[Saved data entries]
BEGIN
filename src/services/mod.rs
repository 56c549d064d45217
pub mod api_client;
pub mod error;

pub use api_client::ApiClient;
pub use error::ApiError;
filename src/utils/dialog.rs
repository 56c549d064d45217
use web_sys::window;

/// Blocking browser confirmation; `false` when no window is available
pub fn confirm(message: &str) -> bool {
    window()
        .and_then(|win| win.confirm_with_message(message).ok())
        .unwrap_or(false)
}
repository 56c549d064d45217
use yew::prelude::*;

use crate::context::{use_navigator, use_session};
use crate::router::public_route_redirect;

#[derive(Properties, PartialEq)]
pub struct PublicRouteProps {
    pub children: Children,
}

/// Wraps sign-in style screens; signed-in visitors are sent elsewhere
#[function_component(PublicRoute)]
pub fn public_route(props: &PublicRouteProps) -> Html {
    let session = use_session();
    let navigator = use_navigator();
    let redirect = public_route_redirect(&navigator.current, session.is_logged_in);

    {
        let navigator = navigator.clone();
        use_effect_with(redirect.clone(), move |redirect| {
            if let Some(route) = redirect.clone() {
                log::info!("↪️ Already signed in, redirecting to {:?}", route);
                navigator.push(route);
            }
            || ()
        });
    }

    if redirect.is_some() {
        html! {}
    } else {
        html! { <>{props.children.clone()}</> }
    }
}
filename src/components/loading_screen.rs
use yew::prelude::*;

#[function_component(LoadingScreen)]
pub fn loading_screen() -> Html {
    html! {
        <div class="loading-screen">
            <div class="spinner"></div>
            <p>{"Loading..."}</p>
        </div>
    }
}
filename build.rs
use std::env;
use std::fs;
use std::path::Path;

/// Keys read through `option_env!` in `src/config.rs`.
const CONFIG_KEYS: &[&str] = &[
    "BACKEND_URL",
    "BACKEND_URL_DEVELOPMENT",
    "BACKEND_URL_PRODUCTION",
    "ENVIRONMENT",
    "ENABLE_LOGGING",
    "DEBOUNCE_WINDOW_MS",
    "PROFILE_IMAGE_PLACEHOLDER",
    "AUTH_COOKIE_NAME",
];

fn main() {
    let env_file = Path::new(".env");

    if env_file.exists() {
        println!("cargo:rerun-if-changed=.env");

        if let Ok(contents) = fs::read_to_string(env_file) {
            for line in contents.lines() {
                let line = line.trim();
                if line.is_empty() || line.starts_with('#') {
                    continue;
                }

                if let Some((key, value)) = line.split_once('=') {
                    let key = key.trim();
                    let value = value.trim().trim_matches('"');

                    // Real environment wins over .env
                    if env::var(key).is_err() {
                        println!("cargo:rustc-env={}={}", key, value);
                    }
                }
            }
        }
    } else {
        println!("cargo:warning=No .env file found, using built-in defaults.");
    }

    for key in CONFIG_KEYS {
        println!("cargo:rerun-if-env-changed={}", key);
    }
    println!("cargo:rerun-if-changed=build.rs");
}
END
*Exercise goal*: Set all the entries above down again exactly.

*Exercise output*:
filename src/services/mod.rs
repository 56c549d064d45217
pub mod api_client;
pub mod error;

pub use api_client::ApiClient;
pub use error::ApiError;
filename src/utils/dialog.rs
repository 56c549d064d45217
use web_sys::window;

/// Blocking browser confirmation; `false` when no window is available
pub fn confirm(message: &str) -> bool {
    window()
        .and_then(|win| win.confirm_with_message(message).ok())
        .unwrap_or(false)
}
repository 56c549d064d45217
use yew::prelude::*;

use crate::context::{use_navigator, use_session};
use crate::router::public_route_redirect;

#[derive(Properties, PartialEq)]
pub struct PublicRouteProps {
    pub children: Children,
}

/// Wraps sign-in style screens; signed-in visitors are sent elsewhere
#[function_component(PublicRoute)]
pub fn public_route(props: &PublicRouteProps) -> Html {
    let session = use_session();
    let navigator = use_navigator();
    let redirect = public_route_redirect(&navigator.current, session.is_logged_in);

    {
        let navigator = navigator.clone();
        use_effect_with(redirect.clone(), move |redirect| {
            if let Some(route) = redirect.clone() {
                log::info!("↪️ Already signed in, redirecting to {:?}", route);
                navigator.push(route);
            }
            || ()
        });
    }

    if redirect.is_some() {
        html! {}
    } else {
        html! { <>{props.children.clone()}</> }
    }
}
filename src/components/loading_screen.rs
use yew::prelude::*;

#[function_component(LoadingScreen)]
pub fn loading_screen() -> Html {
    html! {
        <div class="loading-screen">
            <div class="spinner"></div>
            <p>{"Loading..."}</p>
        </div>
    }
}
filename build.rs
use std::env;
use std::fs;
use std::path::Path;

/// Keys read through `option_env!` in `src/config.rs`.
const CONFIG_KEYS: &[&str] = &[
    "BACKEND_URL",
    "BACKEND_URL_DEVELOPMENT",
    "BACKEND_URL_PRODUCTION",
    "ENVIRONMENT",
    "ENABLE_LOGGING",
    "DEBOUNCE_WINDOW_MS",
    "PROFILE_IMAGE_PLACEHOLDER",
    "AUTH_COOKIE_NAME",
];

fn main() {
    let env_file = Path::new(".env");

    if env_file.exists() {
        println!("cargo:rerun-if-changed=.env");

        if let Ok(contents) = fs::read_to_string(env_file) {
            for line in contents.lines() {
                let line = line.trim();
                if line.is_empty() || line.starts_with('#') {
                    continue;
                }

                if let Some((key, value)) = line.split_once('=') {
                    let key = key.trim();
                    let value = value.trim().trim_matches('"');

                    // Real environment wins over .env
                    if env::var(key).is_err() {
                        println!("cargo:rustc-env={}={}", key, value);
                    }
                }
            }
        }
    } else {
        println!("cargo:warning=No .env file found, using built-in defaults.");
    }

    for key in CONFIG_KEYS {
        println!("cargo:rerun-if-env-changed={}", key);
    }
    println!("cargo:rerun-if-changed=build.rs");
}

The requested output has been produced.